Il avait dit, que Jean-Baptiste écoutait encore, les yeux, la bouche tout grands ouverts, comme les oreilles. Il avait cru recevoir un protecteur des lettres, homme de lettres lui-même. O surprise! il se trouvait en face du plus grand des Schypetars, de l'illustre Castriotto, prince d'Albanie, capitaine général des Monténégrins, patriarche de l'Église grecque, vieux berger, magnat de Pologne, prince du Saint-Empire romain, duc de Saint-Saba, duc de l'Herzégovine, noble Vénitien, grand d'Espagne de première classe, grand prieur de Malte, grand'croix de l'ordre de Saint-Constantin, et cætera, et onzième descendant de Scanderberg (2).

(1) Cloots, Lettre à madame la duchesse de Kingston.

(2) Cloots, Lettre à M. le comte de Voisenon.

Tant de titres sur une seule tête!
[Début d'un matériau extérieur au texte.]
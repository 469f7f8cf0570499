//! UI-agnostic conversation state
//!
//! These types are shared by every front-end and don't depend on any
//! specific UI framework.

use serde::Serialize;

/// Who wrote a chat message
#[derive(Debug, Clone, Copy, PartialEq, Eq, Serialize)]
#[serde(rename_all = "lowercase")]
pub enum Sender {
    User,
    Agent,
}

/// One entry in the conversation log. Immutable once created.
#[derive(Debug, Clone, PartialEq, Eq, Serialize)]
pub struct Message {
    sender: Sender,
    text: String,
}

impl Message {
    pub fn user(text: impl Into<String>) -> Self {
        Self {
            sender: Sender::User,
            text: text.into(),
        }
    }

    pub fn agent(text: impl Into<String>) -> Self {
        Self {
            sender: Sender::Agent,
            text: text.into(),
        }
    }

    pub fn sender(&self) -> Sender {
        self.sender
    }

    pub fn text(&self) -> &str {
        &self.text
    }
}

/// Append-only, insertion-ordered list of messages
#[derive(Debug, Clone, Default)]
pub struct ConversationLog {
    messages: Vec<Message>,
}

impl ConversationLog {
    pub fn new() -> Self {
        Self::default()
    }

    pub(crate) fn push(&mut self, message: Message) {
        self.messages.push(message);
    }

    pub fn iter(&self) -> std::slice::Iter<'_, Message> {
        self.messages.iter()
    }

    pub fn len(&self) -> usize {
        self.messages.len()
    }

    pub fn is_empty(&self) -> bool {
        self.messages.is_empty()
    }

    pub fn last(&self) -> Option<&Message> {
        self.messages.last()
    }

    pub fn count_by(&self, sender: Sender) -> usize {
        self.messages.iter().filter(|m| m.sender == sender).count()
    }
}

impl<'a> IntoIterator for &'a ConversationLog {
    type Item = &'a Message;
    type IntoIter = std::slice::Iter<'a, Message>;

    fn into_iter(self) -> Self::IntoIter {
        self.messages.iter()
    }
}

#[cfg(test)]
mod tests {
    use super::*;

    #[test]
    fn test_log_preserves_insertion_order() {
        let mut log = ConversationLog::new();
        log.push(Message::user("one"));
        log.push(Message::agent("two"));
        log.push(Message::user("three"));

        let texts: Vec<&str> = log.iter().map(Message::text).collect();
        assert_eq!(texts, vec!["one", "two", "three"]);
        assert_eq!(log.count_by(Sender::User), 2);
        assert_eq!(log.count_by(Sender::Agent), 1);
    }

    #[test]
    fn test_sender_serializes_lowercase() {
        let json = serde_json::to_string(&Message::agent("hi")).unwrap();
        assert_eq!(json, r#"{"sender":"agent","text":"hi"}"#);
    }
}
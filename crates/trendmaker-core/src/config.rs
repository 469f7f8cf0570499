use serde::{Deserialize, Serialize};
use std::fs;
use std::path::{Path, PathBuf};

use crate::ask::DEFAULT_ENDPOINT;
use crate::error::ConfigError;

pub const MIN_DASHBOARD_PERCENT: u16 = 20;
pub const MAX_DASHBOARD_PERCENT: u16 = 80;
pub const DEFAULT_DASHBOARD_PERCENT: u16 = 50;

#[derive(Serialize, Deserialize, Debug, Clone, Copy, PartialEq, Eq, Default)]
#[serde(rename_all = "lowercase")]
pub enum Theme {
    #[default]
    Dark,
    Light,
}

impl Theme {
    pub fn toggled(self) -> Self {
        match self {
            Theme::Dark => Theme::Light,
            Theme::Light => Theme::Dark,
        }
    }

    pub fn as_str(&self) -> &'static str {
        match self {
            Theme::Dark => "dark",
            Theme::Light => "light",
        }
    }
}

#[derive(Serialize, Deserialize, Debug, Clone, PartialEq, Eq)]
#[serde(default)]
pub struct Config {
    pub endpoint: String,
    pub theme: Theme,
    pub dashboard_percent: u16,
}

impl Default for Config {
    fn default() -> Self {
        Self {
            endpoint: DEFAULT_ENDPOINT.to_string(),
            theme: Theme::default(),
            dashboard_percent: DEFAULT_DASHBOARD_PERCENT,
        }
    }
}

impl Config {
    pub fn new() -> Self {
        Self::default()
    }

    /// Read a config file; a missing file yields the defaults
    pub fn load_from(path: &Path) -> Result<Self, ConfigError> {
        if !path.exists() {
            return Ok(Self::new());
        }

        let content = fs::read_to_string(path)?;
        let mut config: Config = serde_json::from_str(&content)?;
        config.dashboard_percent = clamp_dashboard_percent(config.dashboard_percent);
        Ok(config)
    }

    pub fn save_to(&self, path: &Path) -> Result<(), ConfigError> {
        // Create config directory if it doesn't exist
        if let Some(parent) = path.parent() {
            fs::create_dir_all(parent)?;
        }

        let content = serde_json::to_string_pretty(self)?;
        fs::write(path, content)?;
        Ok(())
    }

    pub fn config_path() -> Result<PathBuf, ConfigError> {
        let config_dir = dirs::config_dir().ok_or(ConfigError::NoConfigDir)?;
        Ok(config_dir.join("trendmaker").join("config.json"))
    }
}

pub fn clamp_dashboard_percent(percent: u16) -> u16 {
    percent.clamp(MIN_DASHBOARD_PERCENT, MAX_DASHBOARD_PERCENT)
}
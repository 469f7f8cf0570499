//! The chat view: conversation log, input buffer and the send operation.
//!
//! A send has a synchronous half ([`ChatView::begin_send`]) that records the
//! user's message and clears the buffer, and a completion half
//! ([`ChatView::complete`]) that records the agent's reply. Front-ends that
//! keep taking input while a request is outstanding call the two halves
//! separately; everything else can use [`ChatView::send`].

use tracing::{debug, warn};

use crate::ask::AskBackend;
use crate::error::AskError;
use crate::state::{ConversationLog, Message};

/// Text of the agent bubble shown for any failed request
pub const BACKEND_ERROR_TEXT: &str = "⚠️ Backend error. Please try again later.";

pub type RequestId = u64;

/// A user message that has been logged and still needs an answer
#[derive(Debug, Clone, PartialEq, Eq)]
pub struct PendingSend {
    pub id: RequestId,
    pub message: String,
}

/// Convert a character index to a byte index for UTF-8 safe string operations
fn char_to_byte_index(s: &str, char_idx: usize) -> usize {
    s.char_indices()
        .nth(char_idx)
        .map(|(i, _)| i)
        .unwrap_or(s.len())
}

#[derive(Debug, Default)]
pub struct ChatView {
    log: ConversationLog,
    input: String,
    cursor: usize, // in chars, not bytes
    in_flight: Vec<RequestId>,
    next_id: RequestId,
    failures: usize,
}

impl ChatView {
    pub fn new() -> Self {
        Self::default()
    }

    pub fn log(&self) -> &ConversationLog {
        &self.log
    }

    pub fn input(&self) -> &str {
        &self.input
    }

    pub fn cursor(&self) -> usize {
        self.cursor
    }

    /// Replace the buffer, leaving the cursor at the end
    pub fn set_input(&mut self, text: impl Into<String>) {
        self.input = text.into();
        self.cursor = self.input.chars().count();
    }

    pub fn insert_char(&mut self, c: char) {
        let byte_pos = char_to_byte_index(&self.input, self.cursor);
        self.input.insert(byte_pos, c);
        self.cursor += 1;
    }

    pub fn backspace(&mut self) {
        if self.cursor > 0 {
            self.cursor -= 1;
            let byte_pos = char_to_byte_index(&self.input, self.cursor);
            self.input.remove(byte_pos);
        }
    }

    pub fn delete(&mut self) {
        if self.cursor < self.input.chars().count() {
            let byte_pos = char_to_byte_index(&self.input, self.cursor);
            self.input.remove(byte_pos);
        }
    }

    pub fn move_left(&mut self) {
        self.cursor = self.cursor.saturating_sub(1);
    }

    pub fn move_right(&mut self) {
        self.cursor = (self.cursor + 1).min(self.input.chars().count());
    }

    pub fn move_home(&mut self) {
        self.cursor = 0;
    }

    pub fn move_end(&mut self) {
        self.cursor = self.input.chars().count();
    }

    /// Number of requests still waiting for a reply
    pub fn in_flight(&self) -> usize {
        self.in_flight.len()
    }

    pub fn is_awaiting(&self) -> bool {
        !self.in_flight.is_empty()
    }

    /// Replies that were replaced by the backend error bubble
    pub fn failures(&self) -> usize {
        self.failures
    }

    /// Log the current input as a user message and clear the buffer.
    ///
    /// Returns `None` (and changes nothing) when the input is blank.
    pub fn begin_send(&mut self) -> Option<PendingSend> {
        if self.input.trim().is_empty() {
            return None;
        }

        let message = std::mem::take(&mut self.input);
        self.cursor = 0;
        self.log.push(Message::user(message.clone()));

        let id = self.next_id;
        self.next_id += 1;
        self.in_flight.push(id);
        debug!(id, in_flight = self.in_flight.len(), "send dispatched");

        Some(PendingSend { id, message })
    }

    /// Record the outcome of request `id` as an agent message.
    ///
    /// Returns `false` for ids that are unknown or already completed; those
    /// leave the log untouched.
    pub fn complete(&mut self, id: RequestId, outcome: Result<String, AskError>) -> bool {
        let Some(pos) = self.in_flight.iter().position(|&pending| pending == id) else {
            warn!(id, "ignoring completion for unknown request");
            return false;
        };
        self.in_flight.remove(pos);

        let text = match outcome {
            Ok(reply) => {
                debug!(id, "reply received");
                reply
            }
            Err(e) => {
                warn!(id, kind = e.kind(), error = %e, "ask request failed");
                self.failures += 1;
                BACKEND_ERROR_TEXT.to_string()
            }
        };
        self.log.push(Message::agent(text));
        true
    }

    /// Send the current input and wait for the reply.
    ///
    /// Returns the request id, or `None` when the input was blank.
    pub async fn send<B>(&mut self, backend: &B) -> Option<RequestId>
    where
        B: AskBackend + ?Sized,
    {
        let pending = self.begin_send()?;
        let outcome = backend.ask(&pending.message).await;
        self.complete(pending.id, outcome);
        Some(pending.id)
    }
}
use async_trait::async_trait;
use reqwest::Client;
use serde::{Deserialize, Serialize};
use tracing::debug;

use crate::error::AskError;

pub const DEFAULT_ENDPOINT: &str = "http://localhost:8000";

#[derive(Serialize)]
struct AskRequest<'a> {
    message: &'a str,
}

#[derive(Deserialize)]
struct AskResponse {
    response: String,
}

/// Anything that can answer a chat message.
///
/// The HTTP client is the real implementation; tests plug in their own.
#[async_trait]
pub trait AskBackend: Send + Sync {
    async fn ask(&self, message: &str) -> Result<String, AskError>;
}

#[derive(Clone, Debug)]
pub struct AskClient {
    client: Client,
    base_url: String,
}

impl AskClient {
    pub fn new(base_url: &str) -> Self {
        Self {
            client: Client::new(),
            base_url: base_url.trim_end_matches('/').to_string(),
        }
    }

    pub fn ask_url(&self) -> String {
        format!("{}/ask", self.base_url)
    }
}

#[async_trait]
impl AskBackend for AskClient {
    async fn ask(&self, message: &str) -> Result<String, AskError> {
        let url = self.ask_url();
        debug!(%url, chars = message.chars().count(), "posting ask request");

        let response = self
            .client
            .post(&url)
            .json(&AskRequest { message })
            .send()
            .await
            .map_err(|source| AskError::Network {
                url: url.clone(),
                source,
            })?;

        let status = response.status();
        if !status.is_success() {
            return Err(AskError::Status {
                status: status.as_u16(),
            });
        }

        // Body read errors are network failures; only bad JSON is a decode failure
        let body = response
            .bytes()
            .await
            .map_err(|source| AskError::Network { url, source })?;

        let parsed: AskResponse =
            serde_json::from_slice(&body).map_err(|e| AskError::Decode(e.to_string()))?;
        Ok(parsed.response)
    }
}
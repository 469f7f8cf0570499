use std::io::{self, Stderr};
use std::time::Duration;

use anyhow::Result;
use crossterm::event::{
    DisableMouseCapture, EnableMouseCapture, Event, EventStream, KeyEvent, KeyEventKind,
    MouseEvent,
};
use crossterm::execute;
use crossterm::terminal::{
    disable_raw_mode, enable_raw_mode, EnterAlternateScreen, LeaveAlternateScreen,
};
use futures_util::StreamExt;
use ratatui::backend::CrosstermBackend;
use ratatui::Terminal;
use tokio::sync::mpsc;
use trendmaker_core::{AskError, RequestId};

pub type Tui = Terminal<CrosstermBackend<Stderr>>;

#[derive(Debug)]
pub enum AppEvent {
    Key(KeyEvent),
    Mouse(MouseEvent),
    Resize,
    Tick,
    /// An ask request spawned by the app has resolved
    AskCompleted {
        id: RequestId,
        outcome: Result<String, AskError>,
    },
}

pub struct EventHandler {
    rx: mpsc::UnboundedReceiver<AppEvent>,
    tx: mpsc::UnboundedSender<AppEvent>,
}

impl EventHandler {
    pub fn new() -> Self {
        let (tx, rx) = mpsc::unbounded_channel();

        // Spawn event reader task
        let tx_events = tx.clone();
        tokio::spawn(async move {
            let mut reader = EventStream::new();
            while let Some(evt) = reader.next().await {
                let app_event = match evt {
                    // Only handle key press events, not release
                    Ok(Event::Key(key)) if key.kind == KeyEventKind::Press => {
                        Some(AppEvent::Key(key))
                    }
                    Ok(Event::Mouse(mouse)) => Some(AppEvent::Mouse(mouse)),
                    Ok(Event::Resize(_, _)) => Some(AppEvent::Resize),
                    _ => None,
                };

                if let Some(event) = app_event {
                    if tx_events.send(event).is_err() {
                        break;
                    }
                }
            }
        });

        // Tick drives the "Thinking..." animation
        let tx_tick = tx.clone();
        tokio::spawn(async move {
            let mut interval = tokio::time::interval(Duration::from_millis(300));
            loop {
                interval.tick().await;
                if tx_tick.send(AppEvent::Tick).is_err() {
                    break;
                }
            }
        });

        Self { rx, tx }
    }

    /// Handle for tasks that report back into the event loop
    pub fn sender(&self) -> mpsc::UnboundedSender<AppEvent> {
        self.tx.clone()
    }

    pub async fn next(&mut self) -> Option<AppEvent> {
        self.rx.recv().await
    }
}

pub fn init() -> Result<Tui> {
    enable_raw_mode()?;
    execute!(io::stderr(), EnterAlternateScreen)?;
    execute!(io::stderr(), EnableMouseCapture)?;

    let backend = CrosstermBackend::new(io::stderr());
    let terminal = Terminal::new(backend)?;

    Ok(terminal)
}

pub fn restore() -> Result<()> {
    execute!(io::stderr(), DisableMouseCapture)?;
    execute!(io::stderr(), LeaveAlternateScreen)?;
    disable_raw_mode()?;
    Ok(())
}

/// Install panic hook to restore terminal on panic
pub fn install_panic_hook() {
    let original_hook = std::panic::take_hook();
    std::panic::set_hook(Box::new(move |panic_info| {
        let _ = restore();
        original_hook(panic_info);
    }));
}
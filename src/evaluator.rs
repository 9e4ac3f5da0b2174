//! Converts provider responses into leg costs.

use crate::model::{LegOutcome, LegRequest, VehicleProfile};
use crate::traits::RoutingResponse;

/// Cost one leg. A `Failure` response, or a route with negative or
/// non-finite metrics, yields the zeroed placeholder outcome.
///
/// `vehicle` is expected to have passed [`VehicleProfile::validate`]. No
/// rounding is applied here.
pub fn evaluate(
    request: &LegRequest,
    response: &RoutingResponse,
    vehicle: &VehicleProfile,
) -> LegOutcome {
    let route = match response {
        RoutingResponse::Success(route) if route.is_well_formed() => route,
        _ => return LegOutcome::failed(request),
    };

    let distance_km = route.distance_km();
    let duration_min = route.duration_min();
    let fuel_liters = distance_km / vehicle.consumption_km_per_l;
    let cost = fuel_liters * vehicle.fuel_price;

    LegOutcome {
        index: request.index,
        client: request.client.clone(),
        cd: request.cd.clone(),
        origin_label: request.origin_label.clone(),
        destination_label: request.destination_label.clone(),
        origin: request.origin,
        destination: request.destination,
        polyline: route.geometry.clone(),
        distance_km,
        duration_min,
        fuel_liters,
        cost,
        success: true,
    }
}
Jean-Baptiste en était foudroyé. En vain il essaya de resaisir sa raison et de risquer un doute. Le peu de philosophie qui lui restait l'abandonna à la vue des pièces à l'appui, et surtout au récit que Son Altesse voulut bien lui faire de ses aventures. Jean-Baptiste écouta, crut tout et ne vit plus rien: les aventures étaient à la hauteur des titres et en aussi grand nombre.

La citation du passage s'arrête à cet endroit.